Le travail en prison

Le gouvernement souhaite relancer le travail en prison. La loi pour la confiance dans l’institution judiciaire, du 22 Décembre 2021, a instauré le contrat d’emploi pénitentiaire (CEP). Il s’agit d’un nouveau dispositif d’embauche, effectif depuis le 1er Mai 2022. Il est à noter que l’objectif recherché est de faciliter la réinsertion future des détenus.

Valoxy, cabinet d’expertise comptable dans les Hauts de France, détaille ici ce nouveau contrat de travail, et les possibilités proposées aux entreprises.

Objectifs

La loi du 8 avril 2021 traitait du droit au respect de la dignité en prison, afin de “redonner du sens à la peine d’emprisonnement”.

La loi n°2021-1729 du 22 décembre 2021 pour la confiance dans l’institution judiciaire a créé le contrat d’emploi pénitentiaire (CEP).

Le décret n°2022-655 du 25 avril 2022 “relatif au travail des personnes détenues” est entré en vigueur le 1er mai 2022. D’une façon générale, il précise le régime juridique du nouveau contrat d’emploi pénitentiaire, et modifie le code pénitentiaire en conséquence.

Le contrat d’emploi pénitentiaire (CEP) 

Il remplace l’acte d’engagement unilatéral créé par la loi pénitentiaire du 24 novembre 2009, qui n’était qu’une prérogative réglementaire. Le CEP est maintenant une véritable relation contractuelle entre la personne détenue et son employeur. (un chef d’établissement pénitentiaire ou une entreprise).

Le décret n°2022-655 du 25 avril 2022 précise le régime juridique du nouveau contrat d’emploi pénitentiaire.
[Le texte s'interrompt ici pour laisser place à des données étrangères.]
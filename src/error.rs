//! Unified error type.

/// The error type returned by tether's fallible operations.
///
/// Application-level failures (403, 401, 404, etc.) are expressed as HTTP
/// [`Response`](crate::Response) values, not as `Error`s. This type surfaces
/// infrastructure failures: storage lookups and writes, payload decoding,
/// invalid configuration, and binding or accepting connections.
#[derive(Debug, thiserror::Error)]
pub enum Error {
    /// The key is absent or its entry has expired. The two are indistinguishable.
    #[error("key does not exist")]
    KeyNotExist,

    /// A storage backend failed to read or write.
    #[error("storage: {0}")]
    Storage(String),

    /// A session payload could not be encoded or decoded.
    #[error("session payload: {0}")]
    Codec(#[from] serde_json::Error),

    /// A rewrite or redirect glob did not compile.
    #[error("invalid rule `{pattern}`: {source}")]
    InvalidRule {
        pattern: String,
        #[source]
        source: regex::Error,
    },

    /// A configuration value violates its documented constraints.
    #[error("invalid config: {0}")]
    InvalidConfig(&'static str),

    #[error("io: {0}")]
    Io(#[from] std::io::Error),
}

/// Result alias used throughout the crate.
pub type Result<T> = std::result::Result<T, Error>;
Celui-ci s’aligne sur de nombreuses dispositions du Code du travail, tout en prenant en compte les spécificités de la condition de détenu. (D’où par exemple la rédaction, annexée au contrat, d’une convention tripartite).

Jusqu’à présent, l’acte unilatéral d’engagement ne proposait pas de véritable garantie, ne rémunérait que faiblement, et n’offrait aucune réelle protection.

Le contrat d’emploi pénitentiaire, au contraire, améliore les conditions juridiques de travail. Effectivement, il octroie aux détenus des droits sociaux qui permettront de favoriser, par la suite, leur réinsertion professionnelle. Le législateur y voit aussi le fait de “redonner du sens à la peine d’emprisonnement”, pour “préparer les conditions de son employabilité”. (Voir à ce sujet le site du Service public sur le travail en prison.)

Mise en place

Le CEP, signé dans les 2 jours ouvrables suivant la prise de poste, régit tous les aspects du travail de la personne détenue. Il comporte toutes les mentions obligatoires d’un contrat de travail. (durée, renouvellement éventuel, description du poste de travail, rémunération, etc.). Il peut être signé pour une durée indéterminée (type CDI), ou déterminée (type CDD). Dans ce cas, il doit comporter, dès sa conclusion, une date de fin ferme et précise. (Sauf en cas de remplacement d’un détenu absent ou dont le contrat a été suspendu).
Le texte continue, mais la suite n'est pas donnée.